In today's paper, Scot Lehigh writes that Obama is trying to make it clear that he's willing to cooperate with business:

Obama might... have cited the heated opposition to sensible re-regulation after the financial sector’s recklessness gave the lie to the notion that institutional prudence would deter excessive risk-taking. Instead, he contented himself with noting that “the absence of sound rules of the road’’ had had ill effects “even if you weren’t in the financial sector.’’ Talk of your diplomatic understatement!

The overarching message, however, was clear. The president appreciates the private sector, sees government playing a supporting role, and stands ready to cooperate when and where he can with business.
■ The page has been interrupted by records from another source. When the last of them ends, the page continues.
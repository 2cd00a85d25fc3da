//! Newsspool overview store types.
//!
//! The overview store is an ordered per-group stream of article metadata
//! with a per-group watermark sentinel. It answers point, range, and seek
//! queries by (group, number), and assigns article numbers at write time.

use crate::{
    builder, config, ArticleMd, BoxFut, GroupName, GroupStat, NsResult,
    OverviewElement, Token,
};
use std::sync::Arc;

/// A cursor over a range of overview entries.
///
/// Cursors are single-consumer; they own their underlying iterator and
/// release it on drop. Records that fail to decode are skipped silently.
pub trait OverviewCursor: 'static + Send {
    /// Produce the next entry, or None at the end of the range.
    fn next(
        &mut self,
    ) -> BoxFut<'_, NsResult<Option<(Token, OverviewElement)>>>;
}

/// The API of an overview store backend.
pub trait OverviewStore: 'static + Send + Sync + std::fmt::Debug {
    /// Point-get of one entry.
    fn fetch_one(
        &self,
        group: GroupName,
        num: i64,
    ) -> BoxFut<'_, NsResult<(Token, OverviewElement)>>;

    /// Range scan over `[first, last]` within one group.
    fn fetch_all(
        &self,
        group: GroupName,
        first: i64,
        last: i64,
    ) -> BoxFut<'_, NsResult<Box<dyn OverviewCursor>>>;

    /// Seek to the entry at `num`, or the nearest live neighbor.
    ///
    /// With `backward` the nearest predecessor is produced when `num` has
    /// no entry; otherwise the nearest successor strictly after `num`.
    /// Fails [crate::NsError::NoEntry] when the walk leaves the group.
    fn seek_one(
        &self,
        group: GroupName,
        num: i64,
        backward: bool,
    ) -> BoxFut<'_, NsResult<(Token, OverviewElement)>>;

    /// Read the group's watermark sentinel.
    fn group_stat(&self, group: GroupName) -> BoxFut<'_, NsResult<GroupStat>>;

    /// Write one overview entry, assigning its article number.
    ///
    /// With `autonum` the next number above the high watermark is
    /// assigned; otherwise `ove.num` is used and the high watermark is
    /// raised to cover it. The returned element carries the number
    /// actually assigned. The entry and the updated sentinel are written
    /// in one atomic batch.
    fn group_write_ov(
        &self,
        group: GroupName,
        autonum: bool,
        md: ArticleMd,
        token: Token,
        ove: OverviewElement,
    ) -> BoxFut<'_, NsResult<OverviewElement>>;

    /// Idempotently initialize the group sentinel to `(0, 1, 0)`.
    fn init_group(&self, group: GroupName) -> BoxFut<'_, NsResult<()>>;

    /// Remove one entry. Used by the expirer.
    ///
    /// This is the only operation that moves the low watermark: when the
    /// removed number sits on it, the watermark advances past it.
    fn cancel_ov(
        &self,
        group: GroupName,
        num: i64,
    ) -> BoxFut<'_, NsResult<()>>;
}

/// Trait-object version of newsspool [OverviewStore].
pub type DynOverviewStore = Arc<dyn OverviewStore>;

/// A factory for constructing [OverviewStore] instances.
pub trait OverviewStoreFactory: 'static + Send + Sync + std::fmt::Debug {
    /// Help the builder construct a default config from the chosen
    /// module factories.
    fn default_config(&self, config: &mut config::Config) -> NsResult<()>;

    /// Construct an overview store instance.
    fn create(
        &self,
        builder: Arc<builder::Builder>,
    ) -> BoxFut<'static, NsResult<DynOverviewStore>>;
}

/// Trait-object [OverviewStoreFactory].
pub type DynOverviewStoreFactory = Arc<dyn OverviewStoreFactory>;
And Derrick Jackson sounded a note of skepticism in his column yesterday, pointing out that the overtures to big business come at a time when the White House seems willing to make hundreds of billions of dollars in cuts to environmental and low-income-assistance programs:

[B]ig business is occupying a bigger place in the Obama White House. New chief of staff William Daley was a JPMorgan Chase executive who helped the Chamber fight financial regulation. Jeff Immelt, Obama’s new leader of a jobs council, is the CEO of General Electric, which has had countless run-ins with the Environmental Protection Agency.

Obama needs to be completely clear on why he is making nice to the Chamber of Commerce. He also needs to make sure he doesn’t abandon the poor or the environment in the process.

To Derrick's take I'd add: The White House seems more than happy to ask lower- and middle-income Americans to make sacrifices because of the nation's strained financial situation. After all, when federal programs get cut, that's who tends to get hurt — and there's widespread state-level budget-cutting as well, creating a harmful double whammy for people in vulnerable situations.

Are business interests being asked to make sacrifices of the same magnitude? The biggest companies (that is, those on whose behalf the U.S. Chamber of Commerce lobbies) are enjoying surging profits, but many of them pay low effective tax rates (part of the reason federal tax receipts are at record-low levels). The health care reform legislation pushed by Obama and passed by Democrats — which "pro-business conservatives" tend to hyperventilate about — keeps health care in private hands and will greatly expand some companies' client bases, and is based on conservative, market-oriented ideas.

And yet Obama is forced to go out of his way to prove he's not "anti-business." Why?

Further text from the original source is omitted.